[Stored data]
======

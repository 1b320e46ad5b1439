/*
 * SPDX-FileCopyrightText: 2026 RedHunt07 - FEDI3 Project
 * SPDX-License-Identifier: AGPL-3.0-only
 */

use axum::response::{IntoResponse, Response};
use axum::Json;
use http::StatusCode;
use plaza_core::CoreError;
use plaza_protocol::RpcError;

/// RPC failure rendered as `{ "code", "message" }`.
#[derive(Debug)]
pub struct ApiError(pub CoreError);

impl From<CoreError> for ApiError {
    fn from(e: CoreError) -> Self {
        Self(e)
    }
}

pub type ApiResult<T> = Result<Json<T>, ApiError>;

pub fn status_for(code: &str) -> StatusCode {
    match code {
        "invalid_argument" => StatusCode::BAD_REQUEST,
        "unauthenticated" => StatusCode::UNAUTHORIZED,
        "permission_denied" => StatusCode::FORBIDDEN,
        "not_found" => StatusCode::NOT_FOUND,
        "resource_exhausted" => StatusCode::TOO_MANY_REQUESTS,
        _ => StatusCode::INTERNAL_SERVER_ERROR,
    }
}

impl IntoResponse for ApiError {
    fn into_response(self) -> Response {
        let code = self.0.code();
        // Store failures are already logged where they happened.
        let message = if self.0.is_internal() {
            "internal error".to_string()
        } else {
            self.0.to_string()
        };
        let body = RpcError {
            code: code.to_string(),
            message,
        };
        (status_for(code), Json(body)).into_response()
    }
}

#[cfg(test)]
mod tests {
    use super::*;

    #[test]
    fn codes_map_to_http_status() {
        let cases = [
            (CoreError::MalformedCursor("x".into()), StatusCode::BAD_REQUEST),
            (CoreError::Unauthenticated("x".into()), StatusCode::UNAUTHORIZED),
            (CoreError::PermissionDenied("x".into()), StatusCode::FORBIDDEN),
            (CoreError::NotFound("x".into()), StatusCode::NOT_FOUND),
            (CoreError::ResourceExhausted("x".into()), StatusCode::TOO_MANY_REQUESTS),
            (CoreError::Store(anyhow::anyhow!("disk")), StatusCode::INTERNAL_SERVER_ERROR),
        ];
        for (err, status) in cases {
            assert_eq!(ApiError(err).into_response().status(), status);
        }
    }
}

======

#### WHAT TO PRODUCE
The lines of the data, from the first through the one containing "use plaza_protocol::RpcError;", are to be transcribed exactly.

#### YOUR SOLUTION
repository 1b320e46ad5b1439
/*
 * SPDX-FileCopyrightText: 2026 RedHunt07 - FEDI3 Project
 * SPDX-License-Identifier: AGPL-3.0-only
 */

use axum::response::{IntoResponse, Response};
use axum::Json;
use http::StatusCode;
use plaza_core::CoreError;
use plaza_protocol::RpcError;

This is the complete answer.